Task instructions »
Every line of the entries below from the one containing "filename src/embedding/openai.rs" to the one containing "let mut all_embeddings", both ends included, must be written out exactly. No other line belongs in the answer.

Records from a dataset
====
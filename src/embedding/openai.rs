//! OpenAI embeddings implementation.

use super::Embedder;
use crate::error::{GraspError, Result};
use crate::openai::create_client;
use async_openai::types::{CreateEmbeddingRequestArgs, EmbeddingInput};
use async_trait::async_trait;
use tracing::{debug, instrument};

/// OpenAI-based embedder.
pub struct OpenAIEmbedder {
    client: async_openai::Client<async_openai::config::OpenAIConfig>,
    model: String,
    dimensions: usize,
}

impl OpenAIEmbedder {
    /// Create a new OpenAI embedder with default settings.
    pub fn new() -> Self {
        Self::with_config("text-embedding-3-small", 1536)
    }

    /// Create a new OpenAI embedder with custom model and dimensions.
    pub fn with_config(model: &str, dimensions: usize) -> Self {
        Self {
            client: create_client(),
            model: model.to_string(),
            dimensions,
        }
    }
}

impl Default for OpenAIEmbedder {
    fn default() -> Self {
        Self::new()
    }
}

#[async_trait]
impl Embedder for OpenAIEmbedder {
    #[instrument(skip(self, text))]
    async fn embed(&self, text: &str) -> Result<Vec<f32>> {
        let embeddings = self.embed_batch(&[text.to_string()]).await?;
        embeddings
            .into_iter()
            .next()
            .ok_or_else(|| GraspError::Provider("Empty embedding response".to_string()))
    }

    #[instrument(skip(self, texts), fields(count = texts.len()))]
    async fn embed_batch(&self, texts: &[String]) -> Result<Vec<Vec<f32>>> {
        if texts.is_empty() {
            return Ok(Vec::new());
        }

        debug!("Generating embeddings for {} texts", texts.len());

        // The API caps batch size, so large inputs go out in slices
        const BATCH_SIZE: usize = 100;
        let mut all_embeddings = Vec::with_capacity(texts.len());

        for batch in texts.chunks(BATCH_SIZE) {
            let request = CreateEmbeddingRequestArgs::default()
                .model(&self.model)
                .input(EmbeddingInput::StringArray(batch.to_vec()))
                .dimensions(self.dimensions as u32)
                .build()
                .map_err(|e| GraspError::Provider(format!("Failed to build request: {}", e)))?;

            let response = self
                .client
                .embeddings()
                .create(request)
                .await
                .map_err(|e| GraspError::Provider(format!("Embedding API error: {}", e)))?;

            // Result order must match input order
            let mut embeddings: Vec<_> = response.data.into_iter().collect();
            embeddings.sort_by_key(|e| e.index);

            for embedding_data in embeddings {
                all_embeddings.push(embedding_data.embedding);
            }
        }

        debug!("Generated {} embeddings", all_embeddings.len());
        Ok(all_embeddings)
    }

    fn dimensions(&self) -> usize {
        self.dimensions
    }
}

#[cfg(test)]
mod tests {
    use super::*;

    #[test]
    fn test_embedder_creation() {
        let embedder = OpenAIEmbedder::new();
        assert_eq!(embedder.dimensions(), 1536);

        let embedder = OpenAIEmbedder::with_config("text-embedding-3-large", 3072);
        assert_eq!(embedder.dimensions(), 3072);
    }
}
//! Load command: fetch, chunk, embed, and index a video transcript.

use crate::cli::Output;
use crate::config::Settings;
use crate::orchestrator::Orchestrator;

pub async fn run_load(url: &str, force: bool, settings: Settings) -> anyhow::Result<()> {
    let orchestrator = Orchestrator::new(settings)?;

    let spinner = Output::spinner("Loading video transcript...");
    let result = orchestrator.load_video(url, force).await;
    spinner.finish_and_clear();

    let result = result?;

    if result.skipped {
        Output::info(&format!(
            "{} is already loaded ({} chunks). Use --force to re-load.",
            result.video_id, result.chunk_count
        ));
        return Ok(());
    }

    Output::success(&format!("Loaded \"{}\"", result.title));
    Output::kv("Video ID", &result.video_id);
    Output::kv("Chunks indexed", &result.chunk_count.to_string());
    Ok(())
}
====
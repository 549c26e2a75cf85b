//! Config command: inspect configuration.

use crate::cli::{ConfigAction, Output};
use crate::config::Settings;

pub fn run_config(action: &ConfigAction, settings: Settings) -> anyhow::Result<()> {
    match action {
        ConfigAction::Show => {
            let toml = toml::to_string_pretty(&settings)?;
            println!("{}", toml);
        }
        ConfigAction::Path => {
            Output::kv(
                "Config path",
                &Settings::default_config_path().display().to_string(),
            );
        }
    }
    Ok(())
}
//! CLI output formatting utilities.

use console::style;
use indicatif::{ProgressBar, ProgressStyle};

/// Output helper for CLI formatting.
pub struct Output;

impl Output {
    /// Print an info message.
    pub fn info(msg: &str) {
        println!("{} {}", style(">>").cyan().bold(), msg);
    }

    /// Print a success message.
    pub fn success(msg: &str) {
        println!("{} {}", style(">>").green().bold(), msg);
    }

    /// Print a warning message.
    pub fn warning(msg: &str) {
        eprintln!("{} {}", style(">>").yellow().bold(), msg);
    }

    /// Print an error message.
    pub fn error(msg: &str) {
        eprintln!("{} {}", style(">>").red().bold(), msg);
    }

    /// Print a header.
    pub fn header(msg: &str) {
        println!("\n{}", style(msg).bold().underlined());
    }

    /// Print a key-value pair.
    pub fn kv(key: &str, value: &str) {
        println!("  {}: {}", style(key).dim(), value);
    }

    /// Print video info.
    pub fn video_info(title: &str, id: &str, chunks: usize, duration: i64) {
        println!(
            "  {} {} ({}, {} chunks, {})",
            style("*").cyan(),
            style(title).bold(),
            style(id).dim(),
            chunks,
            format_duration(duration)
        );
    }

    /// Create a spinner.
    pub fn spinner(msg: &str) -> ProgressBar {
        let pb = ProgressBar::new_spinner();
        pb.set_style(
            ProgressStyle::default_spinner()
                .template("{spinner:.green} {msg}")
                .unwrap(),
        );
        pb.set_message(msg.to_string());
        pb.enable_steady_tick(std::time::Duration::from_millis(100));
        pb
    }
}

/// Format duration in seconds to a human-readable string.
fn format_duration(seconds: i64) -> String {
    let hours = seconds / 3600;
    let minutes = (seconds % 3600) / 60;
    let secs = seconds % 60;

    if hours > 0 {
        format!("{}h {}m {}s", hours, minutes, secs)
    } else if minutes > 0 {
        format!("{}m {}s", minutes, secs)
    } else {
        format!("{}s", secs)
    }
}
====
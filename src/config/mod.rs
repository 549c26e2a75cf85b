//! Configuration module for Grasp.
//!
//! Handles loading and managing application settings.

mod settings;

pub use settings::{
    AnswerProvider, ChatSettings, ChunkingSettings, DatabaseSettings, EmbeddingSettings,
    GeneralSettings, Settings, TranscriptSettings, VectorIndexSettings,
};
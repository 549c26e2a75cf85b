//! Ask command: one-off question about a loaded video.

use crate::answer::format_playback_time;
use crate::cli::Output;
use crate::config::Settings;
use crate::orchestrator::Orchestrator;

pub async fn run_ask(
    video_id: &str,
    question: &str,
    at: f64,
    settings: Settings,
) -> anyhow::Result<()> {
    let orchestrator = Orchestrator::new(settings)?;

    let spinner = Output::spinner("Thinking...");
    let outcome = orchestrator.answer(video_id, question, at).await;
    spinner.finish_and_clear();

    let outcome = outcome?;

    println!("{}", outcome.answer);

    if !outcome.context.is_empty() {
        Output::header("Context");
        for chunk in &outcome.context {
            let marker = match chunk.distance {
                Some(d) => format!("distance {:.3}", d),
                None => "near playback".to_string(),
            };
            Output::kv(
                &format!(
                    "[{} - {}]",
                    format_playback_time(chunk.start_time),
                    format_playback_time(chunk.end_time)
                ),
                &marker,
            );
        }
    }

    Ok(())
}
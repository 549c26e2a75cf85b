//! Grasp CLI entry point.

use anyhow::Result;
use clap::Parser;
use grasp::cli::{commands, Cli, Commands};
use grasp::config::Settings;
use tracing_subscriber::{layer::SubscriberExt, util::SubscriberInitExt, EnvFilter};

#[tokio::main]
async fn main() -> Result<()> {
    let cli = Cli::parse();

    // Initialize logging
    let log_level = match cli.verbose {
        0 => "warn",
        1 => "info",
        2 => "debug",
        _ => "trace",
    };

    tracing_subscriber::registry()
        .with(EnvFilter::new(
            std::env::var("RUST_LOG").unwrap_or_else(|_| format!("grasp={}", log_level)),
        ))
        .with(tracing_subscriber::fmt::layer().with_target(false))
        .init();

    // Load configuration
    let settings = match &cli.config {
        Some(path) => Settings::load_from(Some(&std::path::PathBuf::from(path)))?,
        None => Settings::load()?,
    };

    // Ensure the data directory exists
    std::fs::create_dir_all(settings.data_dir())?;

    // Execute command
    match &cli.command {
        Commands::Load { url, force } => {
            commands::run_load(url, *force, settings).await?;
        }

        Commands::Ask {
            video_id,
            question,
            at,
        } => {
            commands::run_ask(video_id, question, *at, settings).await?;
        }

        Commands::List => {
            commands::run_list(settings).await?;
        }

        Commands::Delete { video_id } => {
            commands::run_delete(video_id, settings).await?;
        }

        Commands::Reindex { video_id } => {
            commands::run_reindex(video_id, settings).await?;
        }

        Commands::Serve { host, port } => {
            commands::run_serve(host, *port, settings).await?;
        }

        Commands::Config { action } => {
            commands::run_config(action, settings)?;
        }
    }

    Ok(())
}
====
Problem solution »
filename src/embedding/openai.rs
//! OpenAI embeddings implementation.

use super::Embedder;
use crate::error::{GraspError, Result};
use crate::openai::create_client;
use async_openai::types::{CreateEmbeddingRequestArgs, EmbeddingInput};
use async_trait::async_trait;
use tracing::{debug, instrument};

/// OpenAI-based embedder.
pub struct OpenAIEmbedder {
    client: async_openai::Client<async_openai::config::OpenAIConfig>,
    model: String,
    dimensions: usize,
}

impl OpenAIEmbedder {
    /// Create a new OpenAI embedder with default settings.
    pub fn new() -> Self {
        Self::with_config("text-embedding-3-small", 1536)
    }

    /// Create a new OpenAI embedder with custom model and dimensions.
    pub fn with_config(model: &str, dimensions: usize) -> Self {
        Self {
            client: create_client(),
            model: model.to_string(),
            dimensions,
        }
    }
}

impl Default for OpenAIEmbedder {
    fn default() -> Self {
        Self::new()
    }
}

#[async_trait]
impl Embedder for OpenAIEmbedder {
    #[instrument(skip(self, text))]
    async fn embed(&self, text: &str) -> Result<Vec<f32>> {
        let embeddings = self.embed_batch(&[text.to_string()]).await?;
        embeddings
            .into_iter()
            .next()
            .ok_or_else(|| GraspError::Provider("Empty embedding response".to_string()))
    }

    #[instrument(skip(self, texts), fields(count = texts.len()))]
    async fn embed_batch(&self, texts: &[String]) -> Result<Vec<Vec<f32>>> {
        if texts.is_empty() {
            return Ok(Vec::new());
        }

        debug!("Generating embeddings for {} texts", texts.len());

        // The API caps batch size, so large inputs go out in slices
        const BATCH_SIZE: usize = 100;
        let mut all_embeddings = Vec::with_capacity(texts.len());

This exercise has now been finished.